Deghaye (PDND) – alma

As qualidades ou propriedades sensíveis que dão origem às coisas são unas com os sentidos que as percebem. Ambas compõem a realidade da alma que preexiste às coisas. Para Boehme, mesmo no nível mais elevado, a alma é sempre uma alma sensível, um sensorium. Ela está no nível dos sentidos grosseiros ou no nível dos sentidos espirituais. E é da alma sensível que as coisas, sejam elas celestiais ou terrenas, procedem.

Mas para entender essa anterioridade da alma, temos de imaginar uma alma universal que precede as almas singulares, criadas, e que é, portanto, o verdadeiro início de todas as coisas. Boehme projeta nessa alma primordial todas as qualidades sensíveis que existem na natureza e os sentidos que as percebem. Ele a transforma no mundo dos arquétipos, que inclui todas as obras divinas antecipadamente. É esse mundo que chama de mysterium magnum.

Essa alma primordial, chamada eterna, é o sensorium com o qual o próprio Deus se reveste como um corpo para saborear suas obras e unir-se a elas. Mas é também graças a essa alma que Deus é perceptível. O Deus de Boehme é uma Divindade que se torna perceptível. Esse é o propósito de sua manifestação.

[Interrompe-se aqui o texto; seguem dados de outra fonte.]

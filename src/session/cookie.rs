//! Wire format of the edge-readable slot: a cookie with a fixed name, written
//! alongside every token set and deleted alongside every clear. The request
//! filter parses the `Cookie` header with these helpers since it runs before
//! any script and cannot see the script-readable slot.

use crate::errors::AuthError;
use crate::session::store::{TokenSlot, EDGE_TOKEN_TTL};
use secrecy::{ExposeSecret, SecretString};
use std::sync::{Mutex, PoisonError};
use std::time::Duration;

pub const TOKEN_COOKIE_NAME: &str = "auth_token";

/// `Set-Cookie` value carrying the token with the given expiration horizon.
#[must_use]
pub fn set_cookie_value(token: &SecretString, max_age: Duration) -> String {
    format!(
        "{TOKEN_COOKIE_NAME}={}; Path=/; SameSite=Strict; Max-Age={}",
        token.expose_secret(),
        max_age.as_secs()
    )
}

/// `Set-Cookie` value that deletes the token cookie.
#[must_use]
pub fn clear_cookie_value() -> String {
    format!("{TOKEN_COOKIE_NAME}=; Path=/; SameSite=Strict; Max-Age=0")
}

/// Extract the token from a `Cookie` request header, ignoring other cookies.
#[must_use]
pub fn token_from_cookie_header(header: &str) -> Option<String> {
    for pair in header.split(';') {
        let mut parts = pair.trim().splitn(2, '=');
        let (Some(key), Some(value)) = (parts.next(), parts.next()) else {
            continue;
        };
        let value = value.trim();
        if key.trim() == TOKEN_COOKIE_NAME && !value.is_empty() {
            return Some(value.to_string());
        }
    }
    None
}

/// Edge slot that persists the token in serialized cookie form, the way a
/// browser or gateway holds it.
#[derive(Debug, Default)]
pub struct CookieSlot {
    cookie: Mutex<Option<String>>,
}

impl CookieSlot {
    #[must_use]
    pub fn new() -> Self {
        Self::default()
    }

    /// The serialized `Set-Cookie` value currently held, if any.
    #[must_use]
    pub fn cookie(&self) -> Option<String> {
        self.cookie
            .lock()
            .unwrap_or_else(PoisonError::into_inner)
            .clone()
    }
}

impl TokenSlot for CookieSlot {
    fn read(&self) -> Option<SecretString> {
        self.cookie()
            .as_deref()
            .and_then(token_from_cookie_header)
            .map(SecretString::from)
    }

    fn write(&self, token: &SecretString, ttl: Option<Duration>) -> Result<(), AuthError> {
        let max_age = ttl.unwrap_or(EDGE_TOKEN_TTL);
        *self.cookie.lock().unwrap_or_else(PoisonError::into_inner) =
            Some(set_cookie_value(token, max_age));
        Ok(())
    }

    fn clear(&self) -> Result<(), AuthError> {
        *self.cookie.lock().unwrap_or_else(PoisonError::into_inner) = None;
        Ok(())
    }
}
#[derive(Debug, Clone, PartialEq, Eq)]
pub enum GateOutcome {
    /// The session is authenticated; no side effect.
    Granted,
    /// Navigate to this target (login page carrying the return path).
    Redirect(String),
    /// The auth modal was opened; no navigation happens.
    ModalOpened,
}

#[derive(Debug, Clone)]
pub struct SessionConfig {
    /// Where unauthenticated gates send the user.
    pub login_page: String,
    /// Public landing target after logout.
    pub landing_page: String,
}

impl Default for SessionConfig {
    fn default() -> Self {
        Self {
            login_page: "/auth".to_string(),
            landing_page: "/".to_string(),
        }
    }
}

/// Owns the session state machine: the token store, the verifier, the auth
/// modal, and the observable state channel.
pub struct SessionManager {
    store: TokenStore,
    verifier: Verifier,
    modal: AuthModal,
    config: SessionConfig,
    state: watch::Sender<Session>,
    resolve_lock: Mutex<()>,
    // Bumped on every explicit transition; a verification that started under
    // an older generation is discarded on arrival.
    generation: AtomicU64,
}

impl SessionManager {
    #[must_use]
    pub fn new(store: TokenStore, verifier: Verifier, config: SessionConfig) -> Self {
        let (state, _) = watch::channel(Session::Unknown);
        Self {
            store,
            verifier,
            modal: AuthModal::new(),
            config,
            state,
            resolve_lock: Mutex::new(()),
            generation: AtomicU64::new(0),
        }
    }

    #[must_use]
    pub fn current(&self) -> Session {
        self.state.borrow().clone()
    }

    fn transition(&self, next: Session) {
        self.state.send_replace(next);
    }

    /// Watch channel for UI gates; receivers observe every transition.
    #[must_use]
    pub fn subscribe(&self) -> watch::Receiver<Session> {
        self.state.subscribe()
    }

    #[must_use]
    pub fn store(&self) -> &TokenStore {
        &self.store
    }

    #[must_use]
    pub fn modal(&self) -> &AuthModal {
        &self.modal
    }

    /// Resolve the initial `Unknown` state. An empty store short-circuits to
    /// `Anonymous` without a network call; otherwise the token is verified and
    /// the verdict applied. Safe to call more than once: if already resolved
    /// it is a no-op, and concurrent callers share one pending verification.
    pub async fn bootstrap(&self) -> Session {
        let _guard = self.resolve_lock.lock().await;
        let current = self.current();
        if current != Session::Unknown {
            return current;
        }
        self.verify_and_apply().await
    }

    /// Re-verify the stored token, e.g. on a later navigation after a
    /// transient outage left the state anonymous with the token retained.
    pub async fn refresh(&self) -> Session {
        let _guard = self.resolve_lock.lock().await;
        self.verify_and_apply().await
    }

    async fn verify_and_apply(&self) -> Session {
        let Some(token) = self.store.get() else {
            debug!("no stored token, session is anonymous");
            self.transition(Session::Anonymous);
            return Session::Anonymous;
        };

        let generation = self.generation.load(Ordering::SeqCst);
        let verdict = self.verifier.verify(&token).await;

        if self.generation.load(Ordering::SeqCst) != generation {
            debug!("discarding stale verification verdict");
            return self.current();
        }

        match verdict {
            Verdict::Valid(identity) => {
                info!("session verified for {}", identity.email);
                let session = Session::Authenticated(identity);
                self.transition(session.clone());
                session
            }
            Verdict::Rejected(reason) => {
                warn!("stored token rejected: {reason}");
                self.store.clear();
                self.transition(Session::Anonymous);
                Session::Anonymous
            }
            // Gate as anonymous but keep the token: a later retry may still
            // succeed, and a brief outage must not force a re-login.
            Verdict::Unreachable => {
                warn!("authority unreachable, gating as anonymous");
                self.transition(Session::Anonymous);
                Session::Anonymous
            }
        }
    }

    /// Record a successful login. The issuing flow already holds the identity,
    /// so no extra verification round-trip happens. Returns the auth modal's
    /// deferred destination, if the modal was the active gate.
    pub fn login(&self, token: &SecretString, identity: Identity) -> Option<String> {
        self.generation.fetch_add(1, Ordering::SeqCst);
        self.store.set(token);
        info!("session authenticated for {}", identity.email);
        self.transition(Session::Authenticated(identity));
        self.modal.complete()
    }

    /// Clear both token slots and demote to anonymous. Returns the public
    /// landing target for the presentation layer to navigate to.
    pub fn logout(&self) -> String {
        self.generation.fetch_add(1, Ordering::SeqCst);
        self.store.clear();
        info!("session logged out");
        self.transition(Session::Anonymous);
        self.config.landing_page.clone()
    }

    /// Shared handling for an authority-side token rejection, including a 401
    /// from any outbound authenticated call: clear the store, demote.
    pub fn token_rejected(&self) {
        self.generation.fetch_add(1, Ordering::SeqCst);
        self.store.clear();
        warn!("token rejected, session demoted to anonymous");
        self.transition(Session::Anonymous);
    }

    /// Gate a page on an authenticated session. Suspends while the state is
    /// `Unknown` until bootstrap resolves, then applies the policy.
    pub async fn require_authenticated(
        &self,
        policy: GatePolicy,
        current_path: &str,
    ) -> GateOutcome {
        if self.current() == Session::Unknown {
            self.bootstrap().await;
        }

        if self.current().is_authenticated() {
            return GateOutcome::Granted;
        }

        match policy {
            GatePolicy::RedirectToPage => {
                GateOutcome::Redirect(login_redirect(&self.config.login_page, current_path))
            }
            GatePolicy::PromptModal => {
                self.modal.open(Some(current_path.to_string()));
                GateOutcome::ModalOpened
            }
        }
    }

    /// 401 handling for API collaborators: reject the token, then apply the
    /// gate policy for the page the user is on.
    pub async fn handle_unauthorized(
        &self,
        policy: GatePolicy,
        current_path: &str,
    ) -> GateOutcome {
        self.token_rejected();
        self.require_authenticated(policy, current_path).await
    }
}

A alma primordial não é a alma do mundo. É a alma de Deus. É o invólucro sensível com o qual Deus se reveste como se tivesse um corpo para se manifestar. É a vestimenta na qual todas as obras de Deus e todas as revelações estão inscritas. O Deus de Boehme se revela somente em suas obras e por meio delas. É por isso que o mundo da alma é o lugar da revelação. É lá que a realidade suprema é oferecida.

O Ser é a alma. A realidade do Ser é a realidade da alma, em todos os níveis. O Ser grosseiro é a alma congelada. O Ser perfeito é a alma sublimada. Entretanto, essa realidade do Ser ainda é uma realidade sensível. Não é mais a realidade da ideia. O espírito só pode se manifestar no invólucro de uma realidade sensível. O próprio Deus se reveste de suas obras para se manifestar. Sem elas, a Divindade não passaria de um Deus desconhecido e estranho. E em sua realidade primária, as obras divinas são a alma de Deus.

Boehme identifica a alma com a natureza, physis. A natureza é o mundo das coisas criadas. Mas, antes disto, é a totalidade das qualidades sensíveis que dão origem a elas. Com essas qualidades, ela preexiste à criação. A natureza também é os sentidos que percebem as qualidades. Os sentidos também são pré-existentes às coisas criadas. As qualidades e os sentidos constituem a realidade sensível da alma. Antes de ser coisas criadas, a natureza é, antes de tudo, essa realidade primordial da alma.

É por isso que a vida da alma é explicitada por meio de símbolos que fazem parte de uma filosofia da natureza. O mais importante desses símbolos é o fogo. A alma é o próprio fogo. O conhecimento das coisas divinas nos é dado de acordo com a vida da alma, que é objetivada de acordo com uma filosofia da natureza.